▶ [Task description]
Read through the lines below and copy the ones holding the string "struct".

Study material Start Marker

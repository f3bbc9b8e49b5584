//! Jung command-line interface.

use std::io;

use jung_eval::Interpreter;
use jungc::commands::{run_file, run_repl};
use jungc::{init_tracing, CliError};

fn main() {
    init_tracing();
    let args: Vec<String> = std::env::args().skip(1).collect();

    let result = match args.first().map(String::as_str) {
        None => repl(),
        Some("--version" | "-v" | "version") => {
            println!("jung v{}", env!("CARGO_PKG_VERSION"));
            Ok(())
        }
        Some("--help" | "-h" | "help") => {
            print_usage();
            Ok(())
        }
        Some(flag) if flag.starts_with('-') => {
            eprintln!("jung: unknown option '{flag}'");
            eprintln!();
            print_usage();
            std::process::exit(1);
        }
        Some(path) => run_file(path),
    };

    if let Err(err) = result {
        if let Some(report) = err.report() {
            eprintln!("{report}");
        }
        std::process::exit(err.exit_code());
    }
}

fn repl() -> Result<(), CliError> {
    println!("jung v{} (type 'exit' to quit)", env!("CARGO_PKG_VERSION"));
    let mut interp = Interpreter::new();
    run_repl(
        &mut interp,
        io::stdin().lock(),
        &mut io::stdout(),
        &mut io::stderr(),
    )
}

fn print_usage() {
    println!("Jung scripting language");
    println!();
    println!("Usage: jung [file]");
    println!();
    println!("With no file, starts an interactive session.");
    println!();
    println!("Options:");
    println!("  -h, --help       Show this help message");
    println!("  -v, --version    Show version information");
    println!();
    println!("Environment:");
    println!("  RUST_LOG         Enable tracing output (e.g. RUST_LOG=jung_eval=debug)");
    println!();
    println!("Examples:");
    println!("  jung main.jung");
    println!("  jung");
}
//! Operator kinds for binary, unary and compound-assignment nodes.

use std::fmt;

/// Binary operators.
#[derive(Copy, Clone, Debug, PartialEq, Eq, Hash)]
pub enum BinaryOp {
    // Arithmetic
    Add,
    Sub,
    Mul,
    Div,
    Mod,

    // Comparison
    Eq,
    NotEq,
    Lt,
    LtEq,
    Gt,
    GtEq,

    // Logical (short-circuit)
    And,
    Or,
}

impl BinaryOp {
    /// Returns the source-level symbol for this operator.
    ///
    /// Used in error messages to show the exact operator that failed.
    pub const fn as_symbol(self) -> &'static str {
        match self {
            Self::Add => "+",
            Self::Sub => "-",
            Self::Mul => "*",
            Self::Div => "/",
            Self::Mod => "%",
            Self::Eq => "==",
            Self::NotEq => "!=",
            Self::Lt => "<",
            Self::LtEq => "<=",
            Self::Gt => ">",
            Self::GtEq => ">=",
            Self::And => "and",
            Self::Or => "or",
        }
    }

    /// True for the six comparison operators.
    pub const fn is_comparison(self) -> bool {
        matches!(
            self,
            Self::Eq | Self::NotEq | Self::Lt | Self::LtEq | Self::Gt | Self::GtEq
        )
    }
}

impl fmt::Display for BinaryOp {
    fn fmt(&self, f: &mut fmt::Formatter<'_>) -> fmt::Result {
        f.write_str(self.as_symbol())
    }
}

/// Unary operators.
#[derive(Copy, Clone, Debug, PartialEq, Eq, Hash)]
pub enum UnaryOp {
    /// Arithmetic negation (`-x`).
    Neg,
    /// Logical not (`not x`).
    Not,
}

impl UnaryOp {
    pub const fn as_symbol(self) -> &'static str {
        match self {
            Self::Neg => "-",
            Self::Not => "not",
        }
    }
}

/// Compound assignment operators (`+=`, `-=`, `*=`, `/=`).
#[derive(Copy, Clone, Debug, PartialEq, Eq, Hash)]
pub enum CompoundOp {
    Add,
    Sub,
    Mul,
    Div,
}

impl CompoundOp {
    /// The binary operator this compound form applies.
    pub const fn binary_op(self) -> BinaryOp {
        match self {
            Self::Add => BinaryOp::Add,
            Self::Sub => BinaryOp::Sub,
            Self::Mul => BinaryOp::Mul,
            Self::Div => BinaryOp::Div,
        }
    }

    pub const fn as_symbol(self) -> &'static str {
        match self {
            Self::Add => "+=",
            Self::Sub => "-=",
            Self::Mul => "*=",
            Self::Div => "/=",
        }
    }
}
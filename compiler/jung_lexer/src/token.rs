//! Cooked tokens handed to the parser.

use std::fmt;

/// A token with its source position.
#[derive(Clone, Debug, PartialEq)]
pub struct Token {
    pub kind: TokenKind,
    /// 1-based line of the first byte.
    pub line: u32,
    /// 1-based byte column of the first byte.
    pub column: u32,
}

impl Token {
    pub fn new(kind: TokenKind, line: u32, column: u32) -> Self {
        Token { kind, line, column }
    }
}

/// One segment of an interpolated string literal.
#[derive(Clone, Debug, PartialEq)]
pub enum StrPart {
    /// Literal text with escapes already processed.
    Text(String),
    /// Source text of an embedded `${ ... }` expression.
    Code { source: String, line: u32 },
}

#[derive(Clone, Debug, PartialEq)]
pub enum TokenKind {
    // Literals
    Number(f64),
    /// Number literal written with a fractional part.
    Float(f64),
    Str(String),
    /// A string containing at least one `${}` segment.
    Interpolated(Vec<StrPart>),
    Ident(String),

    // Keywords
    Let,
    If,
    Else,
    While,
    For,
    In,
    Print,
    Fn,
    Return,
    Break,
    Continue,
    Import,
    Try,
    Catch,
    Throw,
    Class,
    New,
    This,
    True,
    False,
    Null,
    And,
    Or,
    Not,

    // Operators
    Plus,
    Minus,
    Star,
    Slash,
    Percent,
    Eq,
    PlusEq,
    MinusEq,
    StarEq,
    SlashEq,
    EqEq,
    NotEq,
    Gt,
    Lt,
    GtEq,
    LtEq,

    // Delimiters
    LParen,
    RParen,
    LBrace,
    RBrace,
    LBracket,
    RBracket,
    Semicolon,
    Comma,
    Colon,
    Dot,
    Question,

    Eof,
}

impl TokenKind {
    /// Human-readable description used in parse errors.
    pub fn describe(&self) -> String {
        match self {
            TokenKind::Number(n) | TokenKind::Float(n) => format!("number {n}"),
            TokenKind::Str(_) | TokenKind::Interpolated(_) => "string".to_string(),
            TokenKind::Ident(name) => format!("identifier '{name}'"),
            TokenKind::Eof => "end of input".to_string(),
            other => format!("'{}'", other.symbol()),
        }
    }

    fn symbol(&self) -> &'static str {
        match self {
            TokenKind::Let => "let",
            TokenKind::If => "if",
            TokenKind::Else => "else",
            TokenKind::While => "while",
            TokenKind::For => "for",
            TokenKind::In => "in",
            TokenKind::Print => "print",
            TokenKind::Fn => "fn",
            TokenKind::Return => "return",
            TokenKind::Break => "break",
            TokenKind::Continue => "continue",
            TokenKind::Import => "import",
            TokenKind::Try => "try",
            TokenKind::Catch => "catch",
            TokenKind::Throw => "throw",
            TokenKind::Class => "class",
            TokenKind::New => "new",
            TokenKind::This => "this",
            TokenKind::True => "true",
            TokenKind::False => "false",
            TokenKind::Null => "null",
            TokenKind::And => "and",
            TokenKind::Or => "or",
            TokenKind::Not => "not",
            TokenKind::Plus => "+",
            TokenKind::Minus => "-",
            TokenKind::Star => "*",
            TokenKind::Slash => "/",
            TokenKind::Percent => "%",
            TokenKind::Eq => "=",
            TokenKind::PlusEq => "+=",
            TokenKind::MinusEq => "-=",
            TokenKind::StarEq => "*=",
            TokenKind::SlashEq => "/=",
            TokenKind::EqEq => "==",
            TokenKind::NotEq => "!=",
            TokenKind::Gt => ">",
            TokenKind::Lt => "<",
            TokenKind::GtEq => ">=",
            TokenKind::LtEq => "<=",
            TokenKind::LParen => "(",
            TokenKind::RParen => ")",
            TokenKind::LBrace => "{",
            TokenKind::RBrace => "}",
            TokenKind::LBracket => "[",
            TokenKind::RBracket => "]",
            TokenKind::Semicolon => ";",
            TokenKind::Comma => ",",
            TokenKind::Colon => ":",
            TokenKind::Dot => ".",
            TokenKind::Question => "?",
            TokenKind::Number(_)
            | TokenKind::Float(_)
            | TokenKind::Str(_)
            | TokenKind::Interpolated(_)
            | TokenKind::Ident(_)
            | TokenKind::Eof => "",
        }
    }
}

impl fmt::Display for TokenKind {
    fn fmt(&self, f: &mut fmt::Formatter<'_>) -> fmt::Result {
        f.write_str(&self.describe())
    }
}

/// Lexer output: tokens in order, always terminated by `Eof`.
#[derive(Clone, Debug, Default, PartialEq)]
pub struct TokenList {
    tokens: Vec<Token>,
}

impl TokenList {
    pub fn new(tokens: Vec<Token>) -> Self {
        TokenList { tokens }
    }

    pub fn len(&self) -> usize {
        self.tokens.len()
    }

    pub fn is_empty(&self) -> bool {
        self.tokens.is_empty()
    }

    pub fn get(&self, index: usize) -> Option<&Token> {
        self.tokens.get(index)
    }

    pub fn as_slice(&self) -> &[Token] {
        &self.tokens
    }

    pub fn kinds(&self) -> impl Iterator<Item = &TokenKind> {
        self.tokens.iter().map(|t| &t.kind)
    }
}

Study material End Marker

▶ [Response area]
pub struct Token {
pub struct TokenList {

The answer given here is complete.